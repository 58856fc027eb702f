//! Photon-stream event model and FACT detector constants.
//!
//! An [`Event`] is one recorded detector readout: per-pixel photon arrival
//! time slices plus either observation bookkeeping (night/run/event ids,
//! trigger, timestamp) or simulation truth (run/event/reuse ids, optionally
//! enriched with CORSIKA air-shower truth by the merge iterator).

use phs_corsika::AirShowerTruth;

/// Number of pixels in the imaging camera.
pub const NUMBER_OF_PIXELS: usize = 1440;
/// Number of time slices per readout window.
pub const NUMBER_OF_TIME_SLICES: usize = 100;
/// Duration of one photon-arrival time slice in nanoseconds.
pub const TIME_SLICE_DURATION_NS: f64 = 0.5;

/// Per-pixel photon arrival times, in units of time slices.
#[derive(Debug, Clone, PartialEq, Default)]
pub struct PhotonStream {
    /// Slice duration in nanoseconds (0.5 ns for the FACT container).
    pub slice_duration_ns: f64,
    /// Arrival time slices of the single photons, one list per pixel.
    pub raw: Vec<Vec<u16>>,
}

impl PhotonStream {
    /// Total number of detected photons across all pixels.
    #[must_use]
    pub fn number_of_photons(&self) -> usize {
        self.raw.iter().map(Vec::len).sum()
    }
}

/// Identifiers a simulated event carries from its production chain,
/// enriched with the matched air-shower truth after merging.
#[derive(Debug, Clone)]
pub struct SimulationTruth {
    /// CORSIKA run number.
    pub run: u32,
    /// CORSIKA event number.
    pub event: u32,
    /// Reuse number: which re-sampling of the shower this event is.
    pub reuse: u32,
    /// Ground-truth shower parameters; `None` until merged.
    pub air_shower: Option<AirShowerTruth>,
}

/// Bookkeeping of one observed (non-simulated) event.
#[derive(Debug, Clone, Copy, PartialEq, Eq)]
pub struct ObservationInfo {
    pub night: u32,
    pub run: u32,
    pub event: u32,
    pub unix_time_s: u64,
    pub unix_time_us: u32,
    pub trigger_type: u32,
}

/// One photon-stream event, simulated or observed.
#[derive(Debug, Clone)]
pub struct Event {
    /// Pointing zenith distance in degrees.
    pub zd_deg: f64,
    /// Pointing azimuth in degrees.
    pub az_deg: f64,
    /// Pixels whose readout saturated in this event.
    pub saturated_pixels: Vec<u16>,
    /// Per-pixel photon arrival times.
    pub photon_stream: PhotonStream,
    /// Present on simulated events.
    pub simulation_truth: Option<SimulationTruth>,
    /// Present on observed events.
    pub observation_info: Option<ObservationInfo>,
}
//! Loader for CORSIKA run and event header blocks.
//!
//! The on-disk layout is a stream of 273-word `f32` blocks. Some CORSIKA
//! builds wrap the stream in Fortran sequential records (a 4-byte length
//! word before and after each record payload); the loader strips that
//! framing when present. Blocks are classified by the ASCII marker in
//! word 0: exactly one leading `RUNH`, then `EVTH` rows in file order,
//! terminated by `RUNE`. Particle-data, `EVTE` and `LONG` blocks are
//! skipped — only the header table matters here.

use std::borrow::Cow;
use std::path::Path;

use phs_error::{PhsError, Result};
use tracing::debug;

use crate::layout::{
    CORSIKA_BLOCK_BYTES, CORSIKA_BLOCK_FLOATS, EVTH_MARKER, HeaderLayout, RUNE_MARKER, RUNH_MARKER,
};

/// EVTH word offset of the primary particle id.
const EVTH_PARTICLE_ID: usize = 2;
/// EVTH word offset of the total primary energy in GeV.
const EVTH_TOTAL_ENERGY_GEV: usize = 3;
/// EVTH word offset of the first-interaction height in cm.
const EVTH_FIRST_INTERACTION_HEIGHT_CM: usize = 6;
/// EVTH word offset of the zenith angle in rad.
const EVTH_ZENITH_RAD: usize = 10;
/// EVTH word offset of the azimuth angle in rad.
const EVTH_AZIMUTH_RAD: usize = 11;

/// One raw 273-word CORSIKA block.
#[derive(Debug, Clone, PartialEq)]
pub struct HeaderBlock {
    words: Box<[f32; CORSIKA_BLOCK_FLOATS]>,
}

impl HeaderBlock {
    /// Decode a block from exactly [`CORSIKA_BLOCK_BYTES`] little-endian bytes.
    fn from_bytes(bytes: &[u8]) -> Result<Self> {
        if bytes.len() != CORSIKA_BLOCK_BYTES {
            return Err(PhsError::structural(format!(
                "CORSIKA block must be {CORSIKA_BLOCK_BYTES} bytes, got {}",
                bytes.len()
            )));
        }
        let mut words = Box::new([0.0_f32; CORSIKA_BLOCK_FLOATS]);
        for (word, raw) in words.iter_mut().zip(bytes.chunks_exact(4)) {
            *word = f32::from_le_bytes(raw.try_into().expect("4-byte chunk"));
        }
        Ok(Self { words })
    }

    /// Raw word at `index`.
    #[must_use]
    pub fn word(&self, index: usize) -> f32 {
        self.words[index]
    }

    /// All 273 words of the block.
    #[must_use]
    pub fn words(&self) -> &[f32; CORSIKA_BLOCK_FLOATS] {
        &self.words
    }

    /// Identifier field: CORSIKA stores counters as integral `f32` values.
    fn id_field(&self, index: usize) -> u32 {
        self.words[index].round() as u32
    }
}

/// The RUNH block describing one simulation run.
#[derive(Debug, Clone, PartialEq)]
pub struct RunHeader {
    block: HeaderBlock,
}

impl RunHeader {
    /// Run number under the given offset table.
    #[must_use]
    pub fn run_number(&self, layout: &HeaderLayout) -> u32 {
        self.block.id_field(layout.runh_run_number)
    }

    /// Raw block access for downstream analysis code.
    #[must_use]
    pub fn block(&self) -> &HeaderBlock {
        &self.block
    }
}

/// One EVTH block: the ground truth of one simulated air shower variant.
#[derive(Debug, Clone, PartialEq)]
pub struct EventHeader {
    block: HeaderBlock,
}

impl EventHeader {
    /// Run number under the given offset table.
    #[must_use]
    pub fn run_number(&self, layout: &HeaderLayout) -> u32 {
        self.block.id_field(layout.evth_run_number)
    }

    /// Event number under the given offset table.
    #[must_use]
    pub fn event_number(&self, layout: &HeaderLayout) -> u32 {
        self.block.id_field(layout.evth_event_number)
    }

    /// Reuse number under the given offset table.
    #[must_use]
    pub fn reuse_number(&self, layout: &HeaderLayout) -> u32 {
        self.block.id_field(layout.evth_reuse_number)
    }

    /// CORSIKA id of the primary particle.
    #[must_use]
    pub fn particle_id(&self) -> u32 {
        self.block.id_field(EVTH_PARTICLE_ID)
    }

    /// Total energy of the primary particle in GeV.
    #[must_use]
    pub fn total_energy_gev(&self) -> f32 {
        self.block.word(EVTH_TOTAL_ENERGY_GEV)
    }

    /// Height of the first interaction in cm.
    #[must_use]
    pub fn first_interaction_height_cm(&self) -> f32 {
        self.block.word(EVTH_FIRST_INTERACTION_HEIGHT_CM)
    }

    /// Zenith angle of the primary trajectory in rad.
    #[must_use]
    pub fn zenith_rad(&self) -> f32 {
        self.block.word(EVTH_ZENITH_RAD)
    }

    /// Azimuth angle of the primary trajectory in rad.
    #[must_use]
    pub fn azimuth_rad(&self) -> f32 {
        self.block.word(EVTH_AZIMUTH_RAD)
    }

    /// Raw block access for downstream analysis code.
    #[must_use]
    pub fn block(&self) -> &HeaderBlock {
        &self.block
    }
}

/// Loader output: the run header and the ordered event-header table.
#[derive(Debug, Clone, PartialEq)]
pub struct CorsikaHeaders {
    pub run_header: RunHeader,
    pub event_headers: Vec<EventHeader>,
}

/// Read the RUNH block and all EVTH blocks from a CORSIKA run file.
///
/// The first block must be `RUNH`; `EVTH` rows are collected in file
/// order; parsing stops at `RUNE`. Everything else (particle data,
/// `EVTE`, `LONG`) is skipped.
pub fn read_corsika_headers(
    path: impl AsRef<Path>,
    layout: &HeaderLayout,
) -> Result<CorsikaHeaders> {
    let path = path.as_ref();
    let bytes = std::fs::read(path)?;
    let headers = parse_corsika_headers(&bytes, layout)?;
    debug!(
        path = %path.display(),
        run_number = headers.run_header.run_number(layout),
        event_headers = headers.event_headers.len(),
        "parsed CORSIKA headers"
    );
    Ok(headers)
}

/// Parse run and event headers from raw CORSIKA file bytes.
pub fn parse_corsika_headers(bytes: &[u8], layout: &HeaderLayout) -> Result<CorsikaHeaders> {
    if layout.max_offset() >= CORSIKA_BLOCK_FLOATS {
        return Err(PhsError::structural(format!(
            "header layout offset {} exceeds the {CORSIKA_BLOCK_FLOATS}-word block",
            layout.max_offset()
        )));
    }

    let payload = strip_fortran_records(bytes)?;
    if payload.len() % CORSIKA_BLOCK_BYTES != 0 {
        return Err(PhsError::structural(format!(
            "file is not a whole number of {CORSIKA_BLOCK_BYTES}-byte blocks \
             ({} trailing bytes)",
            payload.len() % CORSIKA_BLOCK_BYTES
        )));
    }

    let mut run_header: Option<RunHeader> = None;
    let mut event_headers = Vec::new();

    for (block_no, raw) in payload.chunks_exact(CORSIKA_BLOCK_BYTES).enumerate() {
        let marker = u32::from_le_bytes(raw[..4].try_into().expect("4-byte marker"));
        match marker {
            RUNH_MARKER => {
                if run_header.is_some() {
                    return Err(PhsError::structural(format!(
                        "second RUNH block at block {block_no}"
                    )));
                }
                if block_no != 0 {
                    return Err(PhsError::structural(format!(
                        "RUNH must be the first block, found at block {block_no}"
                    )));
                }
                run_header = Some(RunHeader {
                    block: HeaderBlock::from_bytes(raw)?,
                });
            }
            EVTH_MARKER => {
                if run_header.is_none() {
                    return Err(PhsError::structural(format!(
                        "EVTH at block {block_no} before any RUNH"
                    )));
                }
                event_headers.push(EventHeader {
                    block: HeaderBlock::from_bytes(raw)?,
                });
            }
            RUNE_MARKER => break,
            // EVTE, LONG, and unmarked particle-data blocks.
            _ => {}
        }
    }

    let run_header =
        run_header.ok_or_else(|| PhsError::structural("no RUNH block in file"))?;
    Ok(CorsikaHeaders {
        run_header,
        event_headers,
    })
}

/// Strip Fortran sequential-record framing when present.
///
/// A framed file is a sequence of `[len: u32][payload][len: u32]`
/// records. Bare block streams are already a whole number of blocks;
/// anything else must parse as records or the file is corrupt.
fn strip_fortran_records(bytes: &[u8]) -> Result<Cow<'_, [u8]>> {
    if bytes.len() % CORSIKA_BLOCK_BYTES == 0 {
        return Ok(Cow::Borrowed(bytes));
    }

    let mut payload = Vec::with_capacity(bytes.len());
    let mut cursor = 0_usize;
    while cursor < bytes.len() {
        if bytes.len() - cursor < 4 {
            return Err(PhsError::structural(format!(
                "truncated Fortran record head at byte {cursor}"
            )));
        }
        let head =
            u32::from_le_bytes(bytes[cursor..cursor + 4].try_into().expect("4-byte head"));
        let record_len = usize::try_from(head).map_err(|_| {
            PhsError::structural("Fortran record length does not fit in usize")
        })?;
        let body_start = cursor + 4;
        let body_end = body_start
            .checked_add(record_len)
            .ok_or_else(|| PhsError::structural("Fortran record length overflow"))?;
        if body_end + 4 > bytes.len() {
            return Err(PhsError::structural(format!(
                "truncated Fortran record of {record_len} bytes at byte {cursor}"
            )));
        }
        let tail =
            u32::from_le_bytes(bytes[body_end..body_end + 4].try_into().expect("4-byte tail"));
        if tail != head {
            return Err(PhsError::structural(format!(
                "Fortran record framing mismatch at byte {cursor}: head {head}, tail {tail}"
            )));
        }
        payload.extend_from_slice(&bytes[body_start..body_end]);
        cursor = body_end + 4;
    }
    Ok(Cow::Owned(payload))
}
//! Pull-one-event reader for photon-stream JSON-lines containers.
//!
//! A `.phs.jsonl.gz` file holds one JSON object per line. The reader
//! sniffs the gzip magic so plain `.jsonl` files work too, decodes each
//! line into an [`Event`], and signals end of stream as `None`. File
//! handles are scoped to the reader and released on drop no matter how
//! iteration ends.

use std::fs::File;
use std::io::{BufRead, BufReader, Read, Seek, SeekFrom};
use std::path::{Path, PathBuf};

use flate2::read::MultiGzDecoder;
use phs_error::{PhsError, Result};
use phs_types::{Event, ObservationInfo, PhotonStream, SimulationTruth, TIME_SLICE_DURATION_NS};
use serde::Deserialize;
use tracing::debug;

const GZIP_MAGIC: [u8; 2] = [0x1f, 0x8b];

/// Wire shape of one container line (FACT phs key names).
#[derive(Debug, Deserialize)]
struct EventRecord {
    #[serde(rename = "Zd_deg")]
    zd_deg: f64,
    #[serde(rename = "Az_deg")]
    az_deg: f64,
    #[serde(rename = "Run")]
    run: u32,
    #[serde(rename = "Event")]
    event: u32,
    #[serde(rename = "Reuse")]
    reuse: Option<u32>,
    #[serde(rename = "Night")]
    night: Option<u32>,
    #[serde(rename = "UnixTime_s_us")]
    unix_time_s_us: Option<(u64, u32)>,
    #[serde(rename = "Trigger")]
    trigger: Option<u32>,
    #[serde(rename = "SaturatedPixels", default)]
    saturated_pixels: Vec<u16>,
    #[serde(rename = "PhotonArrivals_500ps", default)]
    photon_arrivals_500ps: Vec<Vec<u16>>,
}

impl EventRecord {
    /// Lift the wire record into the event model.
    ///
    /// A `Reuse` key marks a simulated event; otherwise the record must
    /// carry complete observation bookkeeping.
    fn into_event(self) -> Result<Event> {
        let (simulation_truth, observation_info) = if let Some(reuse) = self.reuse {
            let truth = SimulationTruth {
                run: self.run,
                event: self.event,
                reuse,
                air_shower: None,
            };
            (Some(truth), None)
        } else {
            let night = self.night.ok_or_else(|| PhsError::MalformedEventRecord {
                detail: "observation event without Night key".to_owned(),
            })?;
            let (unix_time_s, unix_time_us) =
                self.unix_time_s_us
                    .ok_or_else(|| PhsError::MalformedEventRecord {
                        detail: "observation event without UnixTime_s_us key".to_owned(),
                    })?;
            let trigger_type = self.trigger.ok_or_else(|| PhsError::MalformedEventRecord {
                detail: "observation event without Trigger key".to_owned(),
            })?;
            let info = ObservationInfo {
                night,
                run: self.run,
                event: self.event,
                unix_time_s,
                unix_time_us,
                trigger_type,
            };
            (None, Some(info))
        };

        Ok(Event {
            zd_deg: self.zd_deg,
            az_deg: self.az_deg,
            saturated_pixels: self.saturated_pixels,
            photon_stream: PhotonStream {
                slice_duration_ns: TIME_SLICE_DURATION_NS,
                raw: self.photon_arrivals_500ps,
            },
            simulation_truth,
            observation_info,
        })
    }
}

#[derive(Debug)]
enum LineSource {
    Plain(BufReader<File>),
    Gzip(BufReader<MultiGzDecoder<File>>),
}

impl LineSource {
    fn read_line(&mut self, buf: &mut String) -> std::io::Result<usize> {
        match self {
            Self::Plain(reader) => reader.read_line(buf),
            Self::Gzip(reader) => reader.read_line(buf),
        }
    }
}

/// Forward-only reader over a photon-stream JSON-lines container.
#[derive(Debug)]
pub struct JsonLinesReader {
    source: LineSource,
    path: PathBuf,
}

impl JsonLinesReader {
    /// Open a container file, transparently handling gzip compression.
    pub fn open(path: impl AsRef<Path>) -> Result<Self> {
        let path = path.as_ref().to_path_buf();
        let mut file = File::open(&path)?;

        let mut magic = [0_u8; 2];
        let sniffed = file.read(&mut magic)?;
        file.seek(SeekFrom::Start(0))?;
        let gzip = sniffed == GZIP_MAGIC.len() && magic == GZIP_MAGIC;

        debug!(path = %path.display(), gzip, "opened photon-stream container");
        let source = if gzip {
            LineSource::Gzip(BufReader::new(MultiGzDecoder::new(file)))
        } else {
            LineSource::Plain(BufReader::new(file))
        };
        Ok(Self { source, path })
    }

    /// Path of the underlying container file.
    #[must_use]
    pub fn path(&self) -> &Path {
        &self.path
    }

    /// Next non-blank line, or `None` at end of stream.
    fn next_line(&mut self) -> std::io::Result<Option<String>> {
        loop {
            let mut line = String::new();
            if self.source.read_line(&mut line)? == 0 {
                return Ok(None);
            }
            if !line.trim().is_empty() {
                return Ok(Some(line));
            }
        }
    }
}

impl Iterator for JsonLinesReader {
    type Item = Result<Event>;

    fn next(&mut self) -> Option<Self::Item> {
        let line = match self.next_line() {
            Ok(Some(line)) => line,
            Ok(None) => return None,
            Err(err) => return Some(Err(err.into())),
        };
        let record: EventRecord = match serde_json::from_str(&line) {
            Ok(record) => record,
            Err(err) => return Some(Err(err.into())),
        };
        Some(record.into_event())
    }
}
□ □ □ □ □
> Instructions for the task
Wherever a line in the entries above holds "data", copy that line.

> Your solution
//! terminated by `RUNE`. Particle-data, `EVTE` and `LONG` blocks are
/// order; parsing stops at `RUNE`. Everything else (particle data,
            // EVTE, LONG, and unmarked particle-data blocks.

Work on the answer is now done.